> Stored data entries:
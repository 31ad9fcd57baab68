//! Engine errors

use thiserror::Error;

/// Errors surfaced by the tunneling engine
#[derive(Debug, Error)]
pub enum EngineError {
    #[error("IO error: {0}")]
    Io(#[from] std::io::Error),

    #[error("codec error: {0}")]
    Codec(#[from] portbridge_proto::CodecError),

    #[error("transport error: {0}")]
    Transport(#[from] portbridge_transport::TransportError),

    #[error("tunnel is closed")]
    TunnelClosed,

    #[error("data channel is closed")]
    ChannelClosed,
}
//! Tunnel preamble
//!
//! Sent exactly once by the initiating side, immediately after a relay
//! stream is established and before any frame. It identifies which port
//! mapping the stream multiplexes for.

use crate::frame::CodecError;
use tokio::io::{AsyncRead, AsyncReadExt, AsyncWrite, AsyncWriteExt};

/// Preamble wire size: flags (2) + configuration key (4) + reserved (2)
pub const PREAMBLE_SIZE: usize = 8;

/// Fixed-size header identifying the target of a relay stream
///
/// Wire layout, all little-endian:
/// `[flags: u16][configuration_key: i32][reserved: u16]`
#[derive(Debug, Clone, Copy, PartialEq, Eq)]
pub struct TunnelPreamble {
    /// Reserved flag bits, currently always zero
    pub flags: u16,
    /// Numeric key selecting the target port / mapping on the service side
    pub configuration_key: i32,
    /// Reserved length field, currently always zero
    pub reserved: u16,
}

impl TunnelPreamble {
    pub fn new(configuration_key: i32) -> Self {
        Self {
            flags: 0,
            configuration_key,
            reserved: 0,
        }
    }

    pub fn encode(&self) -> [u8; PREAMBLE_SIZE] {
        let mut buf = [0u8; PREAMBLE_SIZE];
        buf[0..2].copy_from_slice(&self.flags.to_le_bytes());
        buf[2..6].copy_from_slice(&self.configuration_key.to_le_bytes());
        buf[6..8].copy_from_slice(&self.reserved.to_le_bytes());
        buf
    }

    pub fn decode(buf: &[u8; PREAMBLE_SIZE]) -> Self {
        Self {
            flags: u16::from_le_bytes([buf[0], buf[1]]),
            configuration_key: i32::from_le_bytes([buf[2], buf[3], buf[4], buf[5]]),
            reserved: u16::from_le_bytes([buf[6], buf[7]]),
        }
    }

    /// Read a preamble from the front of a freshly-opened relay stream
    pub async fn read_from<R>(reader: &mut R) -> Result<Self, CodecError>
    where
        R: AsyncRead + Unpin,
    {
        let mut buf = [0u8; PREAMBLE_SIZE];
        reader.read_exact(&mut buf).await?;
        Ok(Self::decode(&buf))
    }

    /// Write this preamble to a freshly-opened relay stream
    pub async fn write_to<W>(&self, writer: &mut W) -> Result<(), CodecError>
    where
        W: AsyncWrite + Unpin,
    {
        writer.write_all(&self.encode()).await?;
        writer.flush().await?;
        Ok(())
    }
}

#[cfg(test)]
mod tests {
    use super::*;

    #[test]
    fn test_preamble_roundtrip() {
        let preamble = TunnelPreamble::new(5011);
        let decoded = TunnelPreamble::decode(&preamble.encode());
        assert_eq!(decoded, preamble);
        assert_eq!(decoded.configuration_key, 5011);
        assert_eq!(decoded.flags, 0);
        assert_eq!(decoded.reserved, 0);
    }

    #[test]
    fn test_preamble_wire_layout() {
        let preamble = TunnelPreamble {
            flags: 0x0102,
            configuration_key: 0x0403_0201,
            reserved: 0x0605,
        };
        // Little-endian field order on the wire
        assert_eq!(
            preamble.encode(),
            [0x02, 0x01, 0x01, 0x02, 0x03, 0x04, 0x05, 0x06]
        );
    }

    #[tokio::test]
    async fn test_preamble_stream_io() {
        let (mut tx, mut rx) = tokio::io::duplex(64);
        let preamble = TunnelPreamble::new(-7);
        preamble.write_to(&mut tx).await.unwrap();
        let decoded = TunnelPreamble::read_from(&mut rx).await.unwrap();
        assert_eq!(decoded, preamble);
    }
}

> WHAT THE EXERCISE ASKS: Only a number is wanted. How many lines of the entries above carry "encode"?

> WRITTEN RESPONSE: 4